#### [EXERCISE GOAL]
Copy out all lines in the material below that contain the string "filename".

#### [DATA]
*** Block opens ***

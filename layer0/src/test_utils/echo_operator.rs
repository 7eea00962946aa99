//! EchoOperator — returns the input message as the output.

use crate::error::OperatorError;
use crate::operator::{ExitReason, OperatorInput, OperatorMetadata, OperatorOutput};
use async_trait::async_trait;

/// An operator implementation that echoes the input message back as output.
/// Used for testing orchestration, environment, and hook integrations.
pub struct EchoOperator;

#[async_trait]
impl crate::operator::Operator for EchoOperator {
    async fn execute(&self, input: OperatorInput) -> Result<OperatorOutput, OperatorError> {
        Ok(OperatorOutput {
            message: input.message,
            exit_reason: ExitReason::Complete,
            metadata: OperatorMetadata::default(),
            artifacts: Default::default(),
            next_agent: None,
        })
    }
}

*** Block closes ***
*** Block opens ***

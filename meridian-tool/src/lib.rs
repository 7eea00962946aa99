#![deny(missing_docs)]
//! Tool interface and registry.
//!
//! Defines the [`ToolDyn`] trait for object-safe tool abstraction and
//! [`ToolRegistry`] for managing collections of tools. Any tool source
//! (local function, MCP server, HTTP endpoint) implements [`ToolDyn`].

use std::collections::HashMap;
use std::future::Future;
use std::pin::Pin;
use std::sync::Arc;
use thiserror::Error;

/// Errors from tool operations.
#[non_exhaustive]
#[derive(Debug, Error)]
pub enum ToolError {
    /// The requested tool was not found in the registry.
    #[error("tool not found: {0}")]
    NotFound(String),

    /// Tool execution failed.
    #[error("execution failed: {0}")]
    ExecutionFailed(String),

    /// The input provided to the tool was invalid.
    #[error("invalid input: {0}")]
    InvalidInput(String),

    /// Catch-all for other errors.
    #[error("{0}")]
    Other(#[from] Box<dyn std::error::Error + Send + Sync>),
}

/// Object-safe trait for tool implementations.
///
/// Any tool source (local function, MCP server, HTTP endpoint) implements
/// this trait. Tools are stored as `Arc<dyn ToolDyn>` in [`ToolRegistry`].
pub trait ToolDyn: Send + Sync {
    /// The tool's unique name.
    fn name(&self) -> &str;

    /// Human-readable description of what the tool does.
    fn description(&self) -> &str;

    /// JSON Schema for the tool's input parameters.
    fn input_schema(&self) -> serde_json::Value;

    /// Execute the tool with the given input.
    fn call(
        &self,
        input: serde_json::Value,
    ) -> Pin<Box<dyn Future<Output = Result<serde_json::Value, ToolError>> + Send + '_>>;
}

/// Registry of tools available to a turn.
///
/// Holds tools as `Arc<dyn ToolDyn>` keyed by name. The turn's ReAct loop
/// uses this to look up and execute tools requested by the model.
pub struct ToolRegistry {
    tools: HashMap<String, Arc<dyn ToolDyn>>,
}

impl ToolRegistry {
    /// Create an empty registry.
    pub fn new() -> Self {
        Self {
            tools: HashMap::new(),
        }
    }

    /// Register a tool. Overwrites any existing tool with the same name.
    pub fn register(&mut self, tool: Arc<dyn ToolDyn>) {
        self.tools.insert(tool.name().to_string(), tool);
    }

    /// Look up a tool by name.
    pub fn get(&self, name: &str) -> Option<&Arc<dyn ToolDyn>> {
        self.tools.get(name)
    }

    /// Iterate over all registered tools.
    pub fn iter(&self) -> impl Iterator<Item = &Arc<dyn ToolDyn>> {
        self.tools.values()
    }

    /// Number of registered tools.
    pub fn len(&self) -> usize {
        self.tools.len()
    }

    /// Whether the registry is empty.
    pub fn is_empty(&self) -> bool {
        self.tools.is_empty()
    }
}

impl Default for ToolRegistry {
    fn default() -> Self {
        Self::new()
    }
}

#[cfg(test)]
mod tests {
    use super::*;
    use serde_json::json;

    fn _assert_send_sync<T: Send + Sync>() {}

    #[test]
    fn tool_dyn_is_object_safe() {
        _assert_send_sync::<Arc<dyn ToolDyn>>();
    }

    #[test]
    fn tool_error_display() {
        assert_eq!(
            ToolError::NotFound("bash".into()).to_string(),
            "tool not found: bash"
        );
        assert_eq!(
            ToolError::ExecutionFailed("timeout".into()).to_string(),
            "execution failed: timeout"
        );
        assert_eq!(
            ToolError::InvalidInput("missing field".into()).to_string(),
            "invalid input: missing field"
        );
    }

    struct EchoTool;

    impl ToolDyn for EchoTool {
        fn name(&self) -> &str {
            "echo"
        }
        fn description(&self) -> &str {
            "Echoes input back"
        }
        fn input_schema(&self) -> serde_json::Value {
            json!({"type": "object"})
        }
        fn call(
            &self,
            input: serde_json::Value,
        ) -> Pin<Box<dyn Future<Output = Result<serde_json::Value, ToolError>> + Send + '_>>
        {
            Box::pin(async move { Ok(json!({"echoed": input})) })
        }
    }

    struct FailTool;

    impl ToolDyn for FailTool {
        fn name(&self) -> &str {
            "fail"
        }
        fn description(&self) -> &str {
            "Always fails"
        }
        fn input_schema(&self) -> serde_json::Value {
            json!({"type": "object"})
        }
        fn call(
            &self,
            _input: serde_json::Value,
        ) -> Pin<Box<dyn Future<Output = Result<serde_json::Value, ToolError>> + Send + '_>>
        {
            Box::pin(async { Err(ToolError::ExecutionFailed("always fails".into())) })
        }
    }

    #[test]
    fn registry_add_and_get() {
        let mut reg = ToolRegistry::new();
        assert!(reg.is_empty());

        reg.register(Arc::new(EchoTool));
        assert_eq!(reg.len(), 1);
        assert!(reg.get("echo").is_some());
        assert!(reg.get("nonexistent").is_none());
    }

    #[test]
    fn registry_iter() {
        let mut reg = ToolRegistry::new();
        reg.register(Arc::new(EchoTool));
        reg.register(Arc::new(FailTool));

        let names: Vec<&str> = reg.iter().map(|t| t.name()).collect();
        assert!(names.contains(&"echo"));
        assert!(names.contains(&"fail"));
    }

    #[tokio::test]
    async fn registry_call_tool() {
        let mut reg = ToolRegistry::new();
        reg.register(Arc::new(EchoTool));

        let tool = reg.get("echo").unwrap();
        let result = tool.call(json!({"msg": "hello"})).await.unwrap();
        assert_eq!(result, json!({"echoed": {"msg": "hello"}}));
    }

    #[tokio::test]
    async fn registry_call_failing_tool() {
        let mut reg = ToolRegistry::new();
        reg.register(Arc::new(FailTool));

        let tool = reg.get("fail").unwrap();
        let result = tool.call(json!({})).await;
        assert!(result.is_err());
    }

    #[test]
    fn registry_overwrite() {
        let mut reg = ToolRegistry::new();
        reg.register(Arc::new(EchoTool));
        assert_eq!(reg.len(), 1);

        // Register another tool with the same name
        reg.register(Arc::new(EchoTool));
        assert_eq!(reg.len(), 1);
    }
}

*** Block closes ***

#### [REPLY TO THE EXERCISE]
filename layer0/src/test_utils/echo_operator.rs
filename meridian-tool/src/lib.rs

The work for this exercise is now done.